Действительно, для действий Чингисидов в завоеванных странах были характерны две основных модели. Первая – это военная оккупация и непосредственное управление, когда местные правители заменяются монгольскими администраторами. Вторая – управление через посредство династов местного происхождения, признавших власть Чингисидов, получающих от них ярлыки на свое правление, обеспечивающих выплату дани и участвующих в монгольских военных предприятиях. Но ранее западных походов Батыя практически везде применялась первая модель. Так было в Северном Китае, в Средней Азии, Иране, Половецкой земле – местная знать лишалась власти, ее заменяли монгольские правители. Вторая модель управления – через посредство местных владетелей – стала осуществляться в ряде регионов (Закавказье и Малая Азия, Дунайская Болгария, на Дальнем Востоке – Корея) одновременно с покорением Руси или несколько позже. При этом нет оснований полагать, что во время завоевательных походов в ту или иную страну будущий вариант управления ею был заранее запланирован. Это во многом зависело от поведения местных правителей. Так, в Закавказье во второй половине 1230-х годов владения тех князей, которые во время завоевательного похода являлись к монгольским предводителям и признавали власть великого хана, не разорялись и сохранялись за ними68.

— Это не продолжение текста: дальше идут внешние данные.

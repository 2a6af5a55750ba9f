//! End-to-end pipeline tests: files on disk -> long table -> model spec
//! -> (stubbed) fitted model -> per-group credible intervals -> ranking.

use inferir::prelude::*;
use inferir::synthetic::{accuracy_records, posterior_draws, SyntheticConfig};
use std::fs;
use std::io::Write;

/// Writes one JSON result file per synthetic participant and returns
/// the paths.
fn write_participant_files(
    dir: &tempfile::TempDir,
    config: &SyntheticConfig,
) -> Vec<std::path::PathBuf> {
    accuracy_records(config)
        .iter()
        .enumerate()
        .map(|(i, record)| {
            let path = dir.path().join(format!("sub{:02}.json", i + 1));
            let mut file = fs::File::create(&path).expect("temp dir is writable");
            let json = serde_json::to_string(record).expect("records serialize");
            file.write_all(json.as_bytes()).expect("temp dir is writable");
            path
        })
        .collect()
}

#[test]
fn load_from_disk_produces_expected_row_count() {
    let dir = tempfile::tempdir().expect("temp dir");
    let config = SyntheticConfig::default().with_participants(3).with_trials(8);
    let paths = write_participant_files(&dir, &config);

    let table = load_participants(&paths).expect("well-formed files");
    assert_eq!(table.n_rows(), 3 * 26 * 8 * 3);
    assert_eq!(table.participants().len(), 3);
}

#[test]
fn missing_file_is_io_error() {
    let err = load_participants(&["/nonexistent/sub01.json"]).expect_err("no such file");
    assert!(matches!(err, InferirError::Io(_)));
}

#[test]
fn malformed_json_is_schema_error() {
    let dir = tempfile::tempdir().expect("temp dir");
    let path = dir.path().join("sub01.json");
    fs::write(&path, r#"{ "regions": [ { "feature1": [1] } ] }"#).expect("writable");

    let err = load_participants(&[path]).expect_err("missing class columns");
    assert!(matches!(err, InferirError::Schema { .. }));
}

#[test]
fn wide_round_trip_survives_disk() {
    let dir = tempfile::tempdir().expect("temp dir");
    let config = SyntheticConfig::default().with_participants(1).with_trials(6).with_seed(9);
    let records = accuracy_records(&config);
    let paths = write_participant_files(&dir, &config);

    let table = load_participants(&paths).expect("well-formed files");
    for (pos, region) in Region::ALL.iter().enumerate() {
        let wide = table
            .to_wide(ParticipantId(1), *region)
            .expect("every group is present");
        let source = &records[0].regions[pos];
        let as_bools = |cells: &[inferir::observations::Cell]| -> Vec<bool> {
            cells
                .iter()
                .map(|c| match c {
                    inferir::observations::Cell::Bool(b) => *b,
                    inferir::observations::Cell::Int(n) => *n == 1,
                })
                .collect()
        };
        assert_eq!(wide.feature1, as_bools(&source.feature1));
        assert_eq!(wide.feature2, as_bools(&source.feature2));
        assert_eq!(wide.object, as_bools(&source.object));
    }
}

/// Minimal in-memory stand-in for the external fitting collaborator.
struct StubFit {
    diagnostics: FitDiagnostics,
    expectation: Matrix<f32>,
}

impl FittedModel for StubFit {
    fn diagnostics(&self) -> &FitDiagnostics {
        &self.diagnostics
    }

    fn expectation_draws(&self) -> Result<Matrix<f32>> {
        Ok(self.expectation.clone())
    }

    fn predictive_draws(&self) -> Result<Matrix<f32>> {
        // Thresholded expectations stand in for simulated outcomes.
        let (rows, cols) = self.expectation.shape();
        let data = self
            .expectation
            .as_slice()
            .iter()
            .map(|&p| if p >= 0.5 { 1.0 } else { 0.0 })
            .collect();
        Matrix::from_vec(rows, cols, data)
    }
}

struct StubSampler;

impl Sampler for StubSampler {
    fn fit(&self, table: &ObservationTable, spec: &ModelSpec) -> Result<Box<dyn FittedModel>> {
        spec.validate()?;
        let expectation = posterior_draws(table, 80, spec.sampler.seed)?;
        Ok(Box::new(StubFit {
            diagnostics: FitDiagnostics::new(),
            expectation,
        }))
    }
}

#[test]
fn full_workflow_through_sampler_seam() {
    let records = accuracy_records(&SyntheticConfig::default().with_trials(5));
    let table = ObservationTable::from_records(&records).expect("well-formed");

    let spec = ModelSpec::new(
        ModelFormula::new()
            .with_class_effect()
            .with_random(RandomTerm::intercept(GroupField::Region).with_class_slope()),
    )
    .with_prior(PriorSpec::new(
        ParameterClass::Intercept,
        Prior::StudentT {
            nu: 3.0,
            mu: 0.0,
            sigma: 2.5,
        },
    ))
    .with_prior(PriorSpec::new(
        ParameterClass::GroupSd,
        Prior::Exponential { rate: 1.0 },
    ));

    let fitted = StubSampler.fit(&table, &spec).expect("stub always fits");
    assert!(fitted.diagnostics().is_clean());

    let draws = fitted
        .draws(PosteriorQuery::Expectation)
        .expect("stub provides draws");
    let by_region_class = summarize(
        &draws,
        &table,
        Grouping::none().by_region().by_class(),
    )
    .expect("shapes match");
    assert_eq!(by_region_class.len(), 26 * 3);
    for row in &by_region_class {
        assert!(row.ymin <= row.ymax);
    }
    // 80 draws x 5 trials x 2 participants per group, comfortably above
    // the resolution floor.
    assert!(low_resolution(&by_region_class).is_empty());
}

#[test]
fn draws_from_wrong_table_are_rejected() {
    let small = ObservationTable::from_records(&accuracy_records(
        &SyntheticConfig::default().with_participants(1).with_trials(2),
    ))
    .expect("well-formed");
    let large = ObservationTable::from_records(&accuracy_records(
        &SyntheticConfig::default().with_participants(1).with_trials(3),
    ))
    .expect("well-formed");

    let draws = posterior_draws(&small, 10, 0).expect("non-empty");
    let err = summarize(&draws, &large, Grouping::none().by_region())
        .expect_err("draws belong to a different table");
    assert!(matches!(err, InferirError::Shape { .. }));
}

#[test]
fn model_sequence_ranks_by_cross_validation() {
    // Pointwise scores as a real workflow would obtain them from the
    // comparison collaborator, one entry per observation.
    let n = 30;
    let null = CvCriterion::from_pointwise(vec![-0.69; n]);
    let class = CvCriterion::from_pointwise(
        (0..n).map(|i| if i % 3 == 0 { -0.40 } else { -0.55 }).collect(),
    );
    let hierarchical = CvCriterion::from_pointwise(vec![-0.45; n]);

    let ranked = compare(&[
        ("null", null),
        ("class", class),
        ("hierarchical", hierarchical),
    ])
    .expect("aligned criteria");

    assert_eq!(ranked[0].elpd_diff, 0.0);
    assert!(ranked
        .windows(2)
        .all(|pair| pair[0].elpd >= pair[1].elpd));
    assert_eq!(ranked[2].name, "null");
    assert!(ranked[2].se_diff >= 0.0);
}

#[test]
fn convergence_problems_surface_as_warnings_not_errors() {
    let diagnostics = FitDiagnostics::new()
        .with_parameter(inferir::model::ParameterDiagnostics::new(
            "sd_trial__Intercept",
            150.0,
            1.06,
        ))
        .with_divergent(3);

    let warnings = diagnostics.warnings();
    assert_eq!(warnings.len(), 3);
    assert!(warnings
        .iter()
        .any(|w| matches!(w, ConvergenceWarning::DivergentTransitions { count: 3 })));
}
//! Seeded synthetic accuracy data.
//!
//! Generates plausible per-participant result files and fake posterior
//! draws so the whole pipeline can run without real scanner data. Region
//! and class effects act on the logit scale, mirroring the hierarchical
//! structure the models assume.

use crate::error::Result;
use crate::observations::{Cell, ObservationTable, ParticipantRecord, RegionRecord};
use crate::primitives::Matrix;
use rand::rngs::StdRng;
use rand::{Rng, SeedableRng};

/// Settings for synthetic dataset generation.
#[derive(Debug, Clone, Copy, PartialEq)]
pub struct SyntheticConfig {
    /// Number of participants (one record each).
    pub participants: usize,
    /// Trials per (participant, region); constant within a record.
    pub trials: usize,
    /// Population-level accuracy before region/class effects.
    pub base_accuracy: f64,
    /// Standard deviation of per-region effects on the logit scale.
    pub region_sd: f64,
    /// Fixed logit shift of the object class relative to the features.
    pub object_shift: f64,
    /// RNG seed; identical configs generate identical data.
    pub seed: u64,
}

impl Default for SyntheticConfig {
    fn default() -> Self {
        Self {
            participants: 2,
            trials: 10,
            base_accuracy: 0.75,
            region_sd: 0.5,
            object_shift: 0.4,
            seed: 0,
        }
    }
}

impl SyntheticConfig {
    /// Sets the participant count.
    #[must_use]
    pub fn with_participants(mut self, participants: usize) -> Self {
        self.participants = participants;
        self
    }

    /// Sets the per-region trial count.
    #[must_use]
    pub fn with_trials(mut self, trials: usize) -> Self {
        self.trials = trials;
        self
    }

    /// Sets the RNG seed.
    #[must_use]
    pub fn with_seed(mut self, seed: u64) -> Self {
        self.seed = seed;
        self
    }
}

fn sigmoid(z: f64) -> f64 {
    1.0 / (1.0 + (-z).exp())
}

fn logit(p: f64) -> f64 {
    (p / (1.0 - p)).ln()
}

/// Standard normal draw via Box-Muller; rand alone is enough here.
fn standard_normal(rng: &mut StdRng) -> f64 {
    let u1: f64 = rng.gen_range(f64::EPSILON..1.0);
    let u2: f64 = rng.gen::<f64>();
    (-2.0 * u1.ln()).sqrt() * (2.0 * std::f64::consts::PI * u2).cos()
}

/// Generates one raw record per participant.
///
/// Each of the 26 regions draws its own logit-scale effect, shared by
/// all participants; outcomes are Bernoulli at
/// sigmoid(base + region effect + class shift).
///
/// # Examples
///
/// ```
/// use inferir::synthetic::{accuracy_records, SyntheticConfig};
///
/// let records = accuracy_records(&SyntheticConfig::default());
/// assert_eq!(records.len(), 2);
/// assert_eq!(records[0].regions.len(), 26);
/// ```
#[must_use]
pub fn accuracy_records(config: &SyntheticConfig) -> Vec<ParticipantRecord> {
    let mut rng = StdRng::seed_from_u64(config.seed);
    let base = logit(config.base_accuracy.clamp(0.01, 0.99));

    let region_effects: Vec<f64> = (0..26)
        .map(|_| standard_normal(&mut rng) * config.region_sd)
        .collect();

    (0..config.participants)
        .map(|_| ParticipantRecord {
            regions: region_effects
                .iter()
                .map(|&effect| {
                    let p_feature = sigmoid(base + effect);
                    let p_object = sigmoid(base + effect + config.object_shift);
                    let mut column = |p: f64| -> Vec<Cell> {
                        (0..config.trials).map(|_| Cell::Bool(rng.gen_bool(p))).collect()
                    };
                    RegionRecord {
                        feature1: column(p_feature),
                        feature2: column(p_feature),
                        object: column(p_object),
                    }
                })
                .collect(),
        })
        .collect()
}

/// Generates a fake posterior probability-draw matrix for a table.
///
/// Each observation gets a stable center from its outcome (shrunk away
/// from 0/1) and each draw jitters around it, clamped to \[0, 1\]. Shaped
/// `[n_draws × n_rows]` to satisfy the summarizer's positional contract.
///
/// # Errors
///
/// Returns an error if the table is empty or `n_draws` is zero.
pub fn posterior_draws(
    table: &ObservationTable,
    n_draws: usize,
    seed: u64,
) -> Result<Matrix<f32>> {
    if table.is_empty() {
        return Err(crate::error::InferirError::empty_input("observation table"));
    }
    if n_draws == 0 {
        return Err(crate::error::InferirError::empty_input("posterior draws"));
    }

    let mut rng = StdRng::seed_from_u64(seed);
    let centers: Vec<f64> = table
        .iter()
        .map(|obs| if obs.value { 0.85 } else { 0.15 })
        .collect();

    let mut data = Vec::with_capacity(n_draws * centers.len());
    for _ in 0..n_draws {
        for &center in &centers {
            let value = (center + standard_normal(&mut rng) * 0.05).clamp(0.0, 1.0);
            data.push(value as f32);
        }
    }
    Matrix::from_vec(n_draws, centers.len(), data)
}
//! Vector type for 1D numeric data.

use serde::{Deserialize, Serialize};
use std::ops::Index;

/// A 1D vector of numeric values.
///
/// # Examples
///
/// ```
/// use inferir::primitives::Vector;
///
/// let v = Vector::from_slice(&[1.0, 2.0, 3.0]);
/// assert_eq!(v.len(), 3);
/// assert_eq!(v[1], 2.0);
/// ```
#[derive(Debug, Clone, PartialEq, Serialize, Deserialize)]
pub struct Vector<T> {
    data: Vec<T>,
}

impl<T: Copy> Vector<T> {
    /// Creates a vector from an owned Vec.
    #[must_use]
    pub fn from_vec(data: Vec<T>) -> Self {
        Self { data }
    }

    /// Creates a vector by copying a slice.
    #[must_use]
    pub fn from_slice(data: &[T]) -> Self {
        Self {
            data: data.to_vec(),
        }
    }

    /// Returns the number of elements.
    #[must_use]
    pub fn len(&self) -> usize {
        self.data.len()
    }

    /// Returns true if the vector has no elements.
    #[must_use]
    pub fn is_empty(&self) -> bool {
        self.data.is_empty()
    }

    /// Returns the underlying data as a slice.
    #[must_use]
    pub fn as_slice(&self) -> &[T] {
        &self.data
    }

    /// Returns an iterator over the elements.
    pub fn iter(&self) -> impl Iterator<Item = &T> {
        self.data.iter()
    }
}

impl Vector<f32> {
    /// Returns the arithmetic mean, or 0.0 for an empty vector.
    #[must_use]
    pub fn mean(&self) -> f32 {
        if self.data.is_empty() {
            return 0.0;
        }
        self.data.iter().sum::<f32>() / self.data.len() as f32
    }

    /// Returns the minimum value, or None for an empty vector.
    #[must_use]
    pub fn min(&self) -> Option<f32> {
        self.data.iter().copied().reduce(f32::min)
    }

    /// Returns the maximum value, or None for an empty vector.
    #[must_use]
    pub fn max(&self) -> Option<f32> {
        self.data.iter().copied().reduce(f32::max)
    }
}

impl<T> Index<usize> for Vector<T> {
    type Output = T;

    fn index(&self, idx: usize) -> &T {
        &self.data[idx]
    }
}

impl<T: Copy> From<Vec<T>> for Vector<T> {
    fn from(data: Vec<T>) -> Self {
        Self { data }
    }
}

В связи с этим вопросом следует обратить внимание, что на Руси долгое время существовали представления, что Орда может вынашивать планы непосредственно управлять русскими землями.
В зачине «Сказания о Мамаевом побоище» (начало XVI в.) Мамаю приписывается цель превзойти Батыя – не просто разгромить Русь, но перейти к непосредственному владычеству ею: «Азъ не хощу тако сътворити, яко же Батый, нъ егда доиду Руси и убию князя их, и которые грады красные довлѣютъ нам, и ту сядем и Русью владѣем, тихо и безмятежно пожывемъ»69 (Я не так хочу сделать, как Батый, но когда приду на Русь и убью князя их, то какие прекрасные города подойдут нам, там сядем и Русью будем владеть, тихо и безмятежно поживем). Исследователи русско-ордынских отношений никогда не воспринимали этот пассаж как отражение реальных намерений правителя Орды70. Фантастичность утверждения «Сказания» о намерении Мамая тем более очевидна в свете утвердившейся ныне в науке поздней датировки этого произведения – началом XVI в.71 В более раннем памятнике Куликовского цикла, летописной Повести, говорится о намерении правителя Орды повторитъ сделанное Батыем: «Пойдемъ на русского князя и на всю Русскую землю, яко же при Батый цари бывши, и христианьство потеряемъ, и церкви божиа попалимъ огнемъ, а законъ ихъ погубимъ, а кровь християньску прольем»72 (Пойдем на русского князя и на всю Русскую землю, как при царе Батые было, и христианство порушим, и церкви Божии попалим огнем, и веру их погубим, и кровь христианскую прольем). Ясно, что в «Сказании» перед нами попытка усилить драматизм ситуации, приписав Мамаю мысль уже не просто повторить Батыя, но превзойти его. И можно было бы, казалось, видеть в данном месте позднего произведения о Куликовской победе не более чем художественный вымысел автора, писавшего о давно минувших днях. Однако ограничиться такой констатацией нельзя. Дело в том, что мотив приписывания ордынцам намерения перейти к непосредственному владычеству над Русью встречается и в более ранних текстах.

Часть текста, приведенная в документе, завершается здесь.